Brief:
Transcribe all of the data exactly, leaving nothing out.

Data for review:
---+---
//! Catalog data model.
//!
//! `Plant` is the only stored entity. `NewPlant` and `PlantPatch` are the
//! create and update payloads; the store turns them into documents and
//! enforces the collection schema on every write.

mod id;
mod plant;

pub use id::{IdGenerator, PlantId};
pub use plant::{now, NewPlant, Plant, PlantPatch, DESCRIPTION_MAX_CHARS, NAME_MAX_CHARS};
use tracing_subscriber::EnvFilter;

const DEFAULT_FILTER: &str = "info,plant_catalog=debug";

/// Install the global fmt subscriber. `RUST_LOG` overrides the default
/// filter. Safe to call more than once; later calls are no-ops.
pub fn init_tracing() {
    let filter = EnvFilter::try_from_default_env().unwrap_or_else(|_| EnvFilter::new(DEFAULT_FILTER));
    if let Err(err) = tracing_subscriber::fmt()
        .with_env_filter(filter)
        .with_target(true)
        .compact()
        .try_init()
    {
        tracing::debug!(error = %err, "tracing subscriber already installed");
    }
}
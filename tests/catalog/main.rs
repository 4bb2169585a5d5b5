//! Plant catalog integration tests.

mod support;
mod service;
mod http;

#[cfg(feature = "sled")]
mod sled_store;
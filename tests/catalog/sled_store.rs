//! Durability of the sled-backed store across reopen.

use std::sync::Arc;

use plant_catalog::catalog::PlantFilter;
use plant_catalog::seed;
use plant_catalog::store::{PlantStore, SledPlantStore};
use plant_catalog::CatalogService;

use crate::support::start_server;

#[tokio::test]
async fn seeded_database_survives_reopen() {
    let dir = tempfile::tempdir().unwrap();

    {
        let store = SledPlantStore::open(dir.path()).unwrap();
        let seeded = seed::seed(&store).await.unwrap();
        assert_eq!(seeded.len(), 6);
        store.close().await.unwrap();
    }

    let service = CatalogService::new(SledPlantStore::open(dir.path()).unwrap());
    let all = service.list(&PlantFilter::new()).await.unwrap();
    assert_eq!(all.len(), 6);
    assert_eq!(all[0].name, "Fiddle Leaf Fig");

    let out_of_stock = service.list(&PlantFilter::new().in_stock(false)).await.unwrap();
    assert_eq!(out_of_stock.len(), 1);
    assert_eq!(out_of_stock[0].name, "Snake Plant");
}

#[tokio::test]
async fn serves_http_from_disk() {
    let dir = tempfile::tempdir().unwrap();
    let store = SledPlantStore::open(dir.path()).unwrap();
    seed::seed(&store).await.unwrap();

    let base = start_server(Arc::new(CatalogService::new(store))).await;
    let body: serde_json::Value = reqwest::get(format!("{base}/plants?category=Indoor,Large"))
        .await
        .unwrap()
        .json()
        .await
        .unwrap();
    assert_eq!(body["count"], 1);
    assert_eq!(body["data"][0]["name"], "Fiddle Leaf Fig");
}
---+---
Answer section:
//! Catalog data model.
//!
//! `Plant` is the only stored entity. `NewPlant` and `PlantPatch` are the
//! create and update payloads; the store turns them into documents and
//! enforces the collection schema on every write.

mod id;
mod plant;

pub use id::{IdGenerator, PlantId};
pub use plant::{now, NewPlant, Plant, PlantPatch, DESCRIPTION_MAX_CHARS, NAME_MAX_CHARS};
use tracing_subscriber::EnvFilter;

const DEFAULT_FILTER: &str = "info,plant_catalog=debug";

/// Install the global fmt subscriber. `RUST_LOG` overrides the default
/// filter. Safe to call more than once; later calls are no-ops.
pub fn init_tracing() {
    let filter = EnvFilter::try_from_default_env().unwrap_or_else(|_| EnvFilter::new(DEFAULT_FILTER));
    if let Err(err) = tracing_subscriber::fmt()
        .with_env_filter(filter)
        .with_target(true)
        .compact()
        .try_init()
    {
        tracing::debug!(error = %err, "tracing subscriber already installed");
    }
}
filename tests/catalog/main.rs
repository 4bb2169585a5d5b5
//! Plant catalog integration tests.

mod support;
mod service;
mod http;

#[cfg(feature = "sled")]
mod sled_store;
filename tests/catalog/sled_store.rs
//! Durability of the sled-backed store across reopen.

use std::sync::Arc;

use plant_catalog::catalog::PlantFilter;
use plant_catalog::seed;
use plant_catalog::store::{PlantStore, SledPlantStore};
use plant_catalog::CatalogService;

use crate::support::start_server;

#[tokio::test]
async fn seeded_database_survives_reopen() {
    let dir = tempfile::tempdir().unwrap();

    {
        let store = SledPlantStore::open(dir.path()).unwrap();
        let seeded = seed::seed(&store).await.unwrap();
        assert_eq!(seeded.len(), 6);
        store.close().await.unwrap();
    }

    let service = CatalogService::new(SledPlantStore::open(dir.path()).unwrap());
    let all = service.list(&PlantFilter::new()).await.unwrap();
    assert_eq!(all.len(), 6);
    assert_eq!(all[0].name, "Fiddle Leaf Fig");

    let out_of_stock = service.list(&PlantFilter::new().in_stock(false)).await.unwrap();
    assert_eq!(out_of_stock.len(), 1);
    assert_eq!(out_of_stock[0].name, "Snake Plant");
}

#[tokio::test]
async fn serves_http_from_disk() {
    let dir = tempfile::tempdir().unwrap();
    let store = SledPlantStore::open(dir.path()).unwrap();
    seed::seed(&store).await.unwrap();

    let base = start_server(Arc::new(CatalogService::new(store))).await;
    let body: serde_json::Value = reqwest::get(format!("{base}/plants?category=Indoor,Large"))
        .await
        .unwrap()
        .json()
        .await
        .unwrap();
    assert_eq!(body["count"], 1);
    assert_eq!(body["data"][0]["name"], "Fiddle Leaf Fig");
}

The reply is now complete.